Roma, 15 giu. (askanews) – Sulla base dei dati provvisori Istat le importazioni in Italia nel settore dei cereali, semi oleosi e farine proteiche nel primo trimestre 2026 sono diminuite sia nelle quantità di 328.600 tonnellate (-4,9%) e sia nei valori di 286,0 milioni di euro (-12,1%) rispetto allo stesso periodo dell’anno precedente. Lo comunica l’Anacer, sottolineando che nel periodo in esame risultano diminuire sia in quantità che in valore le importazioni dei principali cereali, in particolare il grano duro (-148.000 tonnellate, pari a -80,4 milioni di euro), il grano tenero (-94.000 t, pari a -67,7 milioni di euro) ed il mais (-83.000 tonn, pari a -50,6 milioni di euro).

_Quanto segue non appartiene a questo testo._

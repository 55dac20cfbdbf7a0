//! Core types for the test explorer.
//!
//! `RawTestRecord` is what the framework's JSON formatter reports; the
//! `TestNode` tree is what the host renders and what the engine walks.

use serde::{Deserialize, Serialize};
use std::path::PathBuf;

/// Id of the single root group.
pub const ROOT_ID: &str = "root";

/// Display label of the root group.
pub const ROOT_LABEL: &str = "RSpec";

/// One example as reported by the framework formatter.
///
/// `id` has the shape `<file-or-group-path>[<n>(:<n>)*]`, most significant
/// position first.
#[derive(Debug, Clone, PartialEq, Eq, Serialize, Deserialize)]
pub struct RawTestRecord {
    pub id: String,
    #[serde(default)]
    pub full_description: String,
    #[serde(default)]
    pub description: String,
    pub file_path: String,
    pub line_number: u32,
}

/// A runnable test.
#[derive(Debug, Clone, PartialEq, Eq, Serialize, Deserialize)]
pub struct TestLeaf {
    pub id: String,
    pub label: String,
    /// Absolute path of the source file.
    pub file: PathBuf,
    /// Zero-based line number.
    pub line: u32,
    /// Positional key from the id (see [`crate::label::location_key`]).
    ///
    /// Informational only: leaves stay in reported order and nothing sorts
    /// by this, since keys from ids of different depths can collide.
    #[serde(default, skip_serializing_if = "Option::is_none")]
    pub location: Option<u64>,
}

/// A suite: the root, a spec subdirectory, or a single spec file.
#[derive(Debug, Clone, PartialEq, Eq, Serialize, Deserialize)]
pub struct TestGroup {
    pub id: String,
    pub label: String,
    #[serde(default, skip_serializing_if = "Option::is_none")]
    pub file: Option<PathBuf>,
    pub children: Vec<TestNode>,
}

impl TestGroup {
    pub fn new(id: impl Into<String>, label: impl Into<String>) -> Self {
        Self {
            id: id.into(),
            label: label.into(),
            file: None,
            children: Vec::new(),
        }
    }

    /// An empty root group.
    pub fn root() -> Self {
        Self::new(ROOT_ID, ROOT_LABEL)
    }

    pub fn is_root(&self) -> bool {
        self.id == ROOT_ID
    }

    /// Whether this group stands for a single spec file.
    pub fn is_file_group(&self, suffix: &str) -> bool {
        self.label.ends_with(suffix)
    }
}

/// Tree node, serialized with the host's `suite`/`test` tags.
#[derive(Debug, Clone, PartialEq, Eq, Serialize, Deserialize)]
#[serde(tag = "type")]
pub enum TestNode {
    #[serde(rename = "suite")]
    Group(TestGroup),
    #[serde(rename = "test")]
    Leaf(TestLeaf),
}

impl TestNode {
    pub fn id(&self) -> &str {
        match self {
            Self::Group(group) => &group.id,
            Self::Leaf(leaf) => &leaf.id,
        }
    }

    pub fn label(&self) -> &str {
        match self {
            Self::Group(group) => &group.label,
            Self::Leaf(leaf) => &leaf.label,
        }
    }

    pub fn children(&self) -> &[TestNode] {
        match self {
            Self::Group(group) => &group.children,
            Self::Leaf(_) => &[],
        }
    }

    /// Pre-order traversal, children in stored order.
    pub fn depth_first(&self) -> DepthFirst<'_> {
        DepthFirst { stack: vec![self] }
    }

    /// First node with the given id, searching depth first.
    pub fn find(&self, id: &str) -> Option<&TestNode> {
        self.depth_first().find(|node| node.id() == id)
    }

    /// All leaves in traversal order.
    pub fn leaves(&self) -> impl Iterator<Item = &TestLeaf> {
        self.depth_first().filter_map(|node| match node {
            Self::Leaf(leaf) => Some(leaf),
            Self::Group(_) => None,
        })
    }
}

impl From<TestGroup> for TestNode {
    fn from(group: TestGroup) -> Self {
        Self::Group(group)
    }
}

impl From<TestLeaf> for TestNode {
    fn from(leaf: TestLeaf) -> Self {
        Self::Leaf(leaf)
    }
}

/// Iterator returned by [`TestNode::depth_first`].
#[derive(Debug)]
pub struct DepthFirst<'a> {
    stack: Vec<&'a TestNode>,
}

impl<'a> Iterator for DepthFirst<'a> {
    type Item = &'a TestNode;

    fn next(&mut self) -> Option<Self::Item> {
        let node = self.stack.pop()?;
        self.stack.extend(node.children().iter().rev());
        Some(node)
    }
}

#[cfg(test)]
mod tests {
    use super::*;

    fn leaf(id: &str) -> TestNode {
        TestNode::Leaf(TestLeaf {
            id: id.to_string(),
            label: id.to_string(),
            file: PathBuf::from("/proj/spec/a_spec.rb"),
            line: 0,
            location: None,
        })
    }

    fn sample_tree() -> TestNode {
        let mut dir = TestGroup::new("models", "models");
        let mut file = TestGroup::new("./spec/models/a_spec.rb", "a_spec.rb");
        file.children = vec![leaf("a[1:1]"), leaf("a[1:2]")];
        dir.children.push(file.into());
        let mut root = TestGroup::root();
        root.children = vec![dir.into(), leaf("b[1:1]")];
        root.into()
    }

    #[test]
    fn depth_first_visits_in_pre_order() {
        let tree = sample_tree();
        let ids: Vec<&str> = tree.depth_first().map(TestNode::id).collect();
        assert_eq!(
            ids,
            vec!["root", "models", "./spec/models/a_spec.rb", "a[1:1]", "a[1:2]", "b[1:1]"]
        );
    }

    #[test]
    fn find_locates_nested_nodes() {
        let tree = sample_tree();
        assert_eq!(tree.find("a[1:2]").map(TestNode::label), Some("a[1:2]"));
        assert!(tree.find("missing").is_none());
    }

    #[test]
    fn leaves_skip_groups() {
        let tree = sample_tree();
        assert_eq!(tree.leaves().count(), 3);
    }

    #[test]
    fn node_serializes_with_host_tags() {
        let json = serde_json::to_value(sample_tree()).unwrap();
        assert_eq!(json["type"], "suite");
        assert_eq!(json["id"], "root");
        assert_eq!(json["children"][1]["type"], "test");
        assert!(json.get("file").is_none());
    }

    #[test]
    fn raw_record_tolerates_missing_descriptions() {
        let record: RawTestRecord = serde_json::from_str(
            r#"{"id":"./spec/a_spec.rb[1:1]","file_path":"./spec/a_spec.rb","line_number":3}"#,
        )
        .unwrap();
        assert_eq!(record.description, "");
        assert_eq!(record.line_number, 3);
    }
}
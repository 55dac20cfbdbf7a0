//! Destinations for execution state events.

use explorer_core::ExecutionStateEvent;
use std::io::Write;
use std::sync::{Arc, Mutex, PoisonError};
use tokio::sync::mpsc;
use tracing::{debug, warn};

/// Receives state events in emission order.
pub trait EventSink: Send + Sync {
    fn emit(&self, event: ExecutionStateEvent);
}

pub type SharedSink = Arc<dyn EventSink>;

impl EventSink for mpsc::UnboundedSender<ExecutionStateEvent> {
    fn emit(&self, event: ExecutionStateEvent) {
        if self.send(event).is_err() {
            debug!("event receiver dropped");
        }
    }
}

/// Writes each event as one JSON line on stdout.
#[derive(Debug, Default)]
pub struct JsonLinesSink;

impl EventSink for JsonLinesSink {
    fn emit(&self, event: ExecutionStateEvent) {
        let line = match event.to_json() {
            Ok(line) => line,
            Err(err) => {
                warn!(error = %err, "failed to serialize event");
                return;
            }
        };
        let mut stdout = std::io::stdout().lock();
        if let Err(err) = writeln!(stdout, "{line}").and_then(|()| stdout.flush()) {
            warn!(error = %err, "failed to write event");
        }
    }
}

/// Keeps every event in memory.
#[derive(Debug, Default)]
pub struct RecordingSink {
    events: Mutex<Vec<ExecutionStateEvent>>,
}

impl RecordingSink {
    pub fn new() -> Self {
        Self::default()
    }

    /// Snapshot of the events received so far.
    pub fn events(&self) -> Vec<ExecutionStateEvent> {
        self.events
            .lock()
            .unwrap_or_else(PoisonError::into_inner)
            .clone()
    }
}

impl EventSink for RecordingSink {
    fn emit(&self, event: ExecutionStateEvent) {
        self.events
            .lock()
            .unwrap_or_else(PoisonError::into_inner)
            .push(event);
    }
}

Aumentano invece gli arrivi di orzo (+33.000 t, pari a +4,8 milioni di euro) e di avena (+6.700 t, pari a +1,5 milioni di euro). Le importazioni di riso, considerato nel complesso tra risone, riso lavorato e semigreggio, aumentano di 18.600 t (+29,1%), pari a +3,6 milioni di euro (+5,8%).

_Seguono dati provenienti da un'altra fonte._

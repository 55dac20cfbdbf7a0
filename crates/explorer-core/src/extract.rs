//! Extraction of the formatter's JSON payload from raw process output.
//!
//! Coverage banners and warnings from other gems end up on the same stream,
//! so the formatter wraps its document in sentinel markers instead of
//! owning the whole of stdout.

/// Marker written immediately before the opening brace.
pub const JSON_START_MARKER: &str = "START_OF_TEST_JSON";

/// Marker written immediately after the closing brace.
pub const JSON_END_MARKER: &str = "END_OF_TEST_JSON";

/// Marker on the line that announces the final summary.
pub const SUMMARY_READY_MARKER: &str = "START_OF_RSPEC_JSON";

/// Return the `{...}` span between the first start marker and the last end
/// marker, braces included.
///
/// The payload is not validated; decoding is up to the caller. Returns
/// `None` when either marker is missing or they are out of order.
pub fn extract_json(output: &str) -> Option<&str> {
    let open = output.find(&format!("{JSON_START_MARKER}{{"))? + JSON_START_MARKER.len();
    let close = output.rfind(&format!("}}{JSON_END_MARKER}"))? + 1;
    (open < close).then(|| &output[open..close])
}
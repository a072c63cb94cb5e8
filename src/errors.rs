// ABOUTME: Error types for transport, storage and configuration in the orchestration layer
// ABOUTME: Re-exports the user-facing taxonomy from lightread-core alongside them
//
// SPDX-License-Identifier: MIT OR Apache-2.0
// Copyright (c) 2025 LightRead

use thiserror::Error;

pub use crate::session::store::StoreError;
pub use lightread_core::errors::{
    ClaimsError, ErrorKind, RateLimitScope, RefreshFailure, SummarizeError, ValidationFailure,
};

/// Failure to get any HTTP status back from the remote API.
///
/// Non-2xx statuses are not errors at this level: they come back as an
/// [`ApiReply`](crate::api::ApiReply) and are classified by the pipeline.
#[derive(Debug, Error)]
pub enum ApiError {
    /// Request or connect timeout elapsed
    #[error("request timed out")]
    Timeout,

    /// Connection refused, DNS failure, TLS error and the like
    #[error("transport error: {0}")]
    Transport(String),

    /// Response body could not be read
    #[error("failed to read response body: {0}")]
    Decode(String),

    /// Base URL and path did not form a valid URL
    #[error("invalid request URL: {0}")]
    Url(#[from] url::ParseError),
}

impl From<reqwest::Error> for ApiError {
    fn from(error: reqwest::Error) -> Self {
        if error.is_timeout() {
            Self::Timeout
        } else if error.is_decode() || error.is_body() {
            Self::Decode(error.to_string())
        } else {
            Self::Transport(error.to_string())
        }
    }
}

impl From<ApiError> for SummarizeError {
    fn from(error: ApiError) -> Self {
        Self::network(error.to_string())
    }
}

impl From<ApiError> for RefreshFailure {
    fn from(error: ApiError) -> Self {
        Self::Network {
            details: error.to_string(),
        }
    }
}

Per quanto riguarda le oleaginose e relative farine, si riscontra un calo delle quantità importate sia di farine proteiche vegetali (-7.000 t, pari a -26,1 milioni di euro), sia di semi e frutti oleosi (-58.000 t, pari a -46,9 milioni di euro).

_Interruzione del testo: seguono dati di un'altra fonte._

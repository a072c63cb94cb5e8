// ABOUTME: User-facing error taxonomy for summarize, regenerate and save requests
// ABOUTME: Every terminal error converts to a short message for the page surface
//
// SPDX-License-Identifier: MIT OR Apache-2.0
// Copyright (c) 2025 LightRead

use std::fmt;
use std::time::Duration;

use serde::{Deserialize, Serialize};
use thiserror::Error;

use super::auth::RefreshFailure;
use crate::constants::text_limits::{MAX_TEXT_CHARS, MIN_TEXT_CHARS};

/// Stable classification of pipeline errors
#[derive(Debug, Clone, Copy, PartialEq, Eq, Hash, Serialize, Deserialize)]
pub enum ErrorKind {
    /// Bad input size or emptiness
    #[serde(rename = "VALIDATION_ERROR")]
    Validation,
    /// Local or server-side rate limit
    #[serde(rename = "RATE_LIMIT_ERROR")]
    RateLimit,
    /// Missing, expired or unrefreshable session
    #[serde(rename = "AUTH_ERROR")]
    Auth,
    /// Feature reserved to pro accounts
    #[serde(rename = "PRO_FEATURE_ERROR")]
    ProFeature,
    /// Transport failure or timeout
    #[serde(rename = "NETWORK_ERROR")]
    Network,
    /// Server answered 5xx
    #[serde(rename = "SERVER_ERROR")]
    Server,
    /// Any other 4xx
    #[serde(rename = "REQUEST_ERROR")]
    Request,
}

impl ErrorKind {
    /// Wire code for this kind
    #[must_use]
    pub const fn code(self) -> &'static str {
        match self {
            Self::Validation => "VALIDATION_ERROR",
            Self::RateLimit => "RATE_LIMIT_ERROR",
            Self::Auth => "AUTH_ERROR",
            Self::ProFeature => "PRO_FEATURE_ERROR",
            Self::Network => "NETWORK_ERROR",
            Self::Server => "SERVER_ERROR",
            Self::Request => "REQUEST_ERROR",
        }
    }

    /// What the user can do about it
    #[must_use]
    pub const fn recovery_hint(self) -> &'static str {
        match self {
            Self::Validation => "Adjust the selected text and try again",
            Self::RateLimit | Self::Network | Self::Server => "Wait a moment and try again",
            Self::Auth => "Log in again",
            Self::ProFeature => "Upgrade to pro",
            Self::Request => "Contact support if the problem persists",
        }
    }

    /// Whether waiting and retrying can succeed without any user change
    #[must_use]
    pub const fn is_transient(self) -> bool {
        matches!(self, Self::RateLimit | Self::Network | Self::Server)
    }
}

impl fmt::Display for ErrorKind {
    fn fmt(&self, f: &mut fmt::Formatter<'_>) -> fmt::Result {
        f.write_str(self.code())
    }
}

/// Why a selection was rejected before any request was made
#[derive(Debug, Clone, Copy, PartialEq, Eq, Error)]
pub enum ValidationFailure {
    /// Nothing left after trimming
    #[error("Selected text is empty. Please select some text to summarize.")]
    Empty,
    /// Fewer than the minimum number of characters
    #[error("Selected text is too short ({length} characters). Please select at least {min} characters.")]
    TooShort {
        /// Characters in the trimmed selection
        length: usize,
        /// Required minimum
        min: usize,
    },
    /// More than the maximum number of characters
    #[error("Selected text is too long ({length} characters). Please select at most {max} characters.")]
    TooLong {
        /// Characters in the trimmed selection
        length: usize,
        /// Allowed maximum
        max: usize,
    },
}

impl ValidationFailure {
    /// Check a selection against the text bounds, returning the trimmed text
    ///
    /// # Errors
    ///
    /// Returns the first bound the trimmed text violates
    pub fn check(text: &str) -> Result<&str, Self> {
        let trimmed = text.trim();
        if trimmed.is_empty() {
            return Err(Self::Empty);
        }
        let length = trimmed.chars().count();
        if length < MIN_TEXT_CHARS {
            return Err(Self::TooShort {
                length,
                min: MIN_TEXT_CHARS,
            });
        }
        if length > MAX_TEXT_CHARS {
            return Err(Self::TooLong {
                length,
                max: MAX_TEXT_CHARS,
            });
        }
        Ok(trimmed)
    }
}

/// Who enforced a rate limit
#[derive(Debug, Clone, PartialEq, Eq)]
pub enum RateLimitScope {
    /// The in-process limiter rejected the action before any I/O
    Local {
        /// Action key that was rejected
        action: String,
    },
    /// The server answered 429
    Server,
}

/// Terminal error states of a pipeline invocation
#[derive(Debug, Clone, PartialEq, Eq, Error)]
pub enum SummarizeError {
    /// Selection failed validation
    #[error(transparent)]
    Validation(#[from] ValidationFailure),
    /// Local limiter or server 429
    #[error("rate limited ({scope:?}): {message}")]
    RateLimited {
        /// Where the limit was enforced
        scope: RateLimitScope,
        /// Message shown to the user
        message: String,
    },
    /// Session missing, expired, or refresh failed
    #[error("authentication failed: {reason}")]
    Auth {
        /// Message shown to the user
        reason: String,
    },
    /// Pro-only feature used from a non-pro account
    #[error("pro feature required: {message}")]
    ProFeature {
        /// Message shown to the user
        message: String,
    },
    /// Transport failure or timeout
    #[error("network error: {details}")]
    Network {
        /// Transport error description, never shown verbatim
        details: String,
    },
    /// Server answered 5xx
    #[error("server error {status}: {message}")]
    Server {
        /// HTTP status code
        status: u16,
        /// Server-provided or generic message
        message: String,
    },
    /// Server answered another 4xx
    #[error("request error {status}: {message}")]
    Request {
        /// HTTP status code
        status: u16,
        /// Server-provided or generic message
        message: String,
    },
}

const LOGIN_REQUIRED: &str = "Please login to use LightRead";
const SESSION_EXPIRED: &str = "Session expired. Please login again.";
const PRO_FEATURE_MESSAGE: &str =
    "Summary regeneration is only available for pro users. Please upgrade to pro to use this feature.";
const LOCAL_RATE_LIMIT_MESSAGE: &str =
    "Too many requests. Please wait a moment before trying again.";
const NETWORK_MESSAGE: &str =
    "Unable to reach the LightRead server. Please check your connection and try again.";

impl SummarizeError {
    /// Local limiter rejection for an action key, telling the user how long
    /// to wait when the limiter knows
    #[must_use]
    pub fn local_rate_limit(action: impl Into<String>, retry_after: Duration) -> Self {
        let wait_secs = retry_after.as_millis().div_ceil(1000);
        let message = if wait_secs == 0 {
            LOCAL_RATE_LIMIT_MESSAGE.to_owned()
        } else {
            let unit = if wait_secs == 1 { "second" } else { "seconds" };
            format!("Too many requests. Please wait {wait_secs} {unit} before trying again.")
        };
        Self::RateLimited {
            scope: RateLimitScope::Local {
                action: action.into(),
            },
            message,
        }
    }

    /// Server-side 429, keeping the server's message when it sent one
    #[must_use]
    pub fn server_rate_limit(message: Option<String>) -> Self {
        Self::RateLimited {
            scope: RateLimitScope::Server,
            message: message
                .unwrap_or_else(|| "Daily summary limit reached. Please try again later.".to_owned()),
        }
    }

    /// No session at all
    #[must_use]
    pub fn login_required() -> Self {
        Self::Auth {
            reason: LOGIN_REQUIRED.to_owned(),
        }
    }

    /// Session existed but could not be kept alive
    #[must_use]
    pub fn session_expired() -> Self {
        Self::Auth {
            reason: SESSION_EXPIRED.to_owned(),
        }
    }

    /// Pro-only feature, with the canonical upgrade message
    #[must_use]
    pub fn pro_feature() -> Self {
        Self::ProFeature {
            message: PRO_FEATURE_MESSAGE.to_owned(),
        }
    }

    /// Transport failure
    #[must_use]
    pub fn network(details: impl Into<String>) -> Self {
        Self::Network {
            details: details.into(),
        }
    }

    /// Classification of this error
    #[must_use]
    pub const fn kind(&self) -> ErrorKind {
        match self {
            Self::Validation(_) => ErrorKind::Validation,
            Self::RateLimited { .. } => ErrorKind::RateLimit,
            Self::Auth { .. } => ErrorKind::Auth,
            Self::ProFeature { .. } => ErrorKind::ProFeature,
            Self::Network { .. } => ErrorKind::Network,
            Self::Server { .. } => ErrorKind::Server,
            Self::Request { .. } => ErrorKind::Request,
        }
    }

    /// Short human-readable message for the page surface.
    ///
    /// Never includes transport details or error chains.
    #[must_use]
    pub fn user_message(&self) -> String {
        match self {
            Self::Validation(failure) => failure.to_string(),
            Self::RateLimited { message, .. }
            | Self::ProFeature { message }
            | Self::Server { message, .. }
            | Self::Request { message, .. } => message.clone(),
            Self::Auth { reason } => reason.clone(),
            Self::Network { .. } => NETWORK_MESSAGE.to_owned(),
        }
    }
}

impl From<RefreshFailure> for SummarizeError {
    fn from(failure: RefreshFailure) -> Self {
        match failure {
            RefreshFailure::NoSession => Self::login_required(),
            RefreshFailure::Unsupported
            | RefreshFailure::Rejected { .. }
            | RefreshFailure::Network { .. }
            | RefreshFailure::InvalidResponse { .. } => Self::session_expired(),
        }
    }
}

Le esportazioni dall’Italia nel primo trimestre 2026 diminuiscono nelle quantità di 49.100 tonnellate (-3,8%) e nei valori di 36,9 milioni di euro (-2,4%), rispetto allo stesso periodo dell’anno precedente.
La riduzione delle quantità esportate si deve in particolare ai prodotti trasformati (-44.700 t, pari a -20,7 milioni di euro), ai cereali in granella (-16.900 t) ed al riso (-16.600 tonnellate considerato nel complesso tra risone, semigreggio e lavorato). Registrano invece un incremento quantitativo le esportazioni di farina di grano tenero (+11.200 t, pari a +7,3 milioni di euro), di pasta alimentare (+13.200 t, con controvalore in calo di 22,8 milioni di euro) e di mangimi a base di cereali (+8.600 t, pari a +12,2 milioni di euro).
I movimenti valutari relativi all’import/export del settore hanno comportato nei primi tre mesi del 2026 un esborso di valuta pari a 2.080,8 milioni di euro (2.366,6 nel 2025) ed introiti per 1.470,7 milioni di euro (1.507,6 nel 2025). Pertanto il saldo valutario netto è pari a -610,0 milioni di euro, contro -859,0 milioni di euro nel 2025.